In statistics, the standard deviation is a measure of the amount of variation of the values of a variable about its mean. A low standard deviation indicates that the values tend to be close to the mean (also called the expected value) of the set, while a high standard deviation indicates that the values are spread out over a wider range. The standard deviation is commonly used in the determination of what constitutes an outlier and what does not.
Standard deviation may be abbreviated SD, and is most commonly represented in mathematical texts and equations by the lowercase Greek letter σ (sigma), for the population standard deviation, or the Latin letter s, for the sample standard deviation.
The standard deviation of a random variable, sample, statistical population, data set, or probability distribution is the square root of its variance. It is algebraically simpler, though in practice less robust, than the average absolute deviation. A useful property of the standard deviation is that, unlike the variance, it is expressed in the same unit as the data.
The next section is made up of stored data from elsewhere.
//! In-memory datasets
//!
//! - `calls`: the seeded call record store
//! - `agents`: the agent performance roster
//! - `catalog`: static insight, settings and automation content

pub mod calls;
pub mod agents;
pub mod catalog;

pub use calls::*;
pub use agents::*;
The standard deviation of a population or sample and the standard error of a statistic (e.g., of the sample mean) are quite different, but related. The sample mean's standard error is the standard deviation of the set of means that would be found by drawing an infinite number of repeated samples from the population and computing a mean for each sample. The mean's standard error turns out to equal the population standard deviation divided by the square root of the sample size, and is estimated by using the sample standard deviation divided by the square root of the sample size. For example, a poll's standard error (what is reported as the margin of error of the poll), is the expected standard deviation of the estimated mean if the same poll were to be conducted multiple times. Thus, the standard error estimates the standard deviation of an estimate, which itself measures how much the estimate depends on the particular sample that was taken from the population.
In science, it is common to report both the standard deviation of the data (as a summary statistic) and the standard error of the estimate (as a measure of potential error in the findings). By convention, only effects more than two standard errors away from a null expectation are considered "statistically significant", a safeguard against spurious conclusion that is really due to random sampling error.
When only a sample of data from a population is available, the term standard deviation of the sample or sample standard deviation can refer to either the above-mentioned quantity as applied to those data, or to a modified quantity that is an unbiased estimate of the population standard deviation (the standard deviation of the entire population).